Und sie hatte recht. Ab dem ersten Tag der Erkrankung war ich immer positiv eingestellt und verbreitete auch gute Stimmung, ohne dabei den Ernst der Lage zu ignorieren. An dieser Stelle wieder einmal ein guter Rat an euch alle:
„Bitte macht öfter mal einen Schritt zurück und betrachtet das Bild als Ganzes.“
Liebe Miriam, sorry dass ich dich da kurzzeitig falsch interpretiert hatte. Du, Adnan und der Kleine seid ein wichtiger Bestandteil in unserem Leben und die gemeinsame New York-Reise holen wir noch nach.
Jetzt wollte ich euch allen noch einen kleinen Zwischenstand meines Befindens geben. Also der Alte bin ich noch nicht – mit der Betonung auf noch! Meine Doppelbilder haben sich verbessert, wie ihr schon lesen konntet und auch die Sensibilitätsstörungen haben sich zum großen Teil verflüchtigt. Der Fuß und besonders der große Zeh zicken noch ein wenig herum. Und wenn das Wetter verrückt spielt, kann es schon mal sein, dass das alles wieder ein wenig schlechter wird.

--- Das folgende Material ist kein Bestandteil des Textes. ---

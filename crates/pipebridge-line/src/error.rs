use pipebridge_transport::{codes, ErrorKind, TransportError};

/// Errors that can occur while writing or reading line frames.
#[derive(Debug, thiserror::Error)]
pub enum LineError {
    /// Transport-level failure.
    #[error(transparent)]
    Transport(#[from] TransportError),

    /// Wide text contained an unpaired surrogate.
    #[error("invalid UTF-16 at code unit {position}: unpaired surrogate {unit:#06x}")]
    Encoding { position: usize, unit: u16 },

    #[error("invalid argument: {0}")]
    InvalidArgument(String),

    /// The channel has already been closed.
    #[error("channel closed")]
    Closed,
}

impl LineError {
    pub fn kind(&self) -> ErrorKind {
        match self {
            LineError::Transport(err) => err.kind(),
            LineError::Encoding { .. } => ErrorKind::EncodingFailure,
            LineError::InvalidArgument(_) | LineError::Closed => ErrorKind::InvalidArgument,
        }
    }

    pub fn os_code(&self) -> u32 {
        match self {
            LineError::Transport(err) => err.os_code(),
            LineError::Encoding { .. } => codes::ENCODING_FAILURE,
            LineError::InvalidArgument(_) => codes::INVALID_ARGUMENT,
            LineError::Closed => codes::INVALID_HANDLE,
        }
    }
}

pub type Result<T> = std::result::Result<T, LineError>;
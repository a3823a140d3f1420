mod cmd;
mod exit;
mod logging;
mod output;

use clap::Parser;

use crate::cmd::Command;
use crate::logging::{init_logging, LogFormat, LogLevel};
use crate::output::OutputFormat;

#[derive(Parser, Debug)]
#[command(name = "pipebridge", version, about = "Named-pipe line bridge CLI")]
struct Cli {
    /// Output format.
    #[arg(long, value_name = "FORMAT", global = true)]
    format: Option<OutputFormat>,

    /// Log output format (stderr).
    #[arg(long, value_name = "FORMAT", default_value = "text", global = true)]
    log_format: LogFormat,

    /// Minimum log level (stderr).
    #[arg(long, value_name = "LEVEL", default_value = "info", global = true)]
    log_level: LogLevel,

    #[command(subcommand)]
    command: Command,
}

fn main() {
    let cli = Cli::parse();
    init_logging(cli.log_format, cli.log_level);

    let format = cli.format.unwrap_or_else(OutputFormat::default_for_stdout);
    let result = cmd::run(cli.command, format);

    match result {
        Ok(code) => std::process::exit(code),
        Err(err) => {
            eprintln!("error: {err}");
            std::process::exit(err.code);
        }
    }
}
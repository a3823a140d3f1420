fn main() {
    if let Ok(target) = std::env::var("TARGET") {
        println!("cargo:rustc-env=PIPEBRIDGE_BUILD_TARGET={target}");
    }
    println!("cargo:rerun-if-env-changed=TARGET");
}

Kopfschmerzen habe ich – aber das hat man mir im Krankenhaus ja auch bereits gesagt, dass mich das mal ein wenig begleiten wird. Auch der Kreislauf ist nicht so top, aber das kann auch davon kommen, dass ich zur Zeit halt keinen Sport mache, denn ich muss mich bis zur Bestrahlung, falls eine notwendig sein wird, schonen – so die Ärzte. Und da es sich ja nicht um Jahre handelt, sondern jetzt noch um zwei Monate, halte ich das schon aus.
Meinen Humor hab ich noch und ich bin glücklich. Ich habe liebe Menschen um mich herum und strotze vor Lebensmut … also immer weiter positiv … wird schon werden.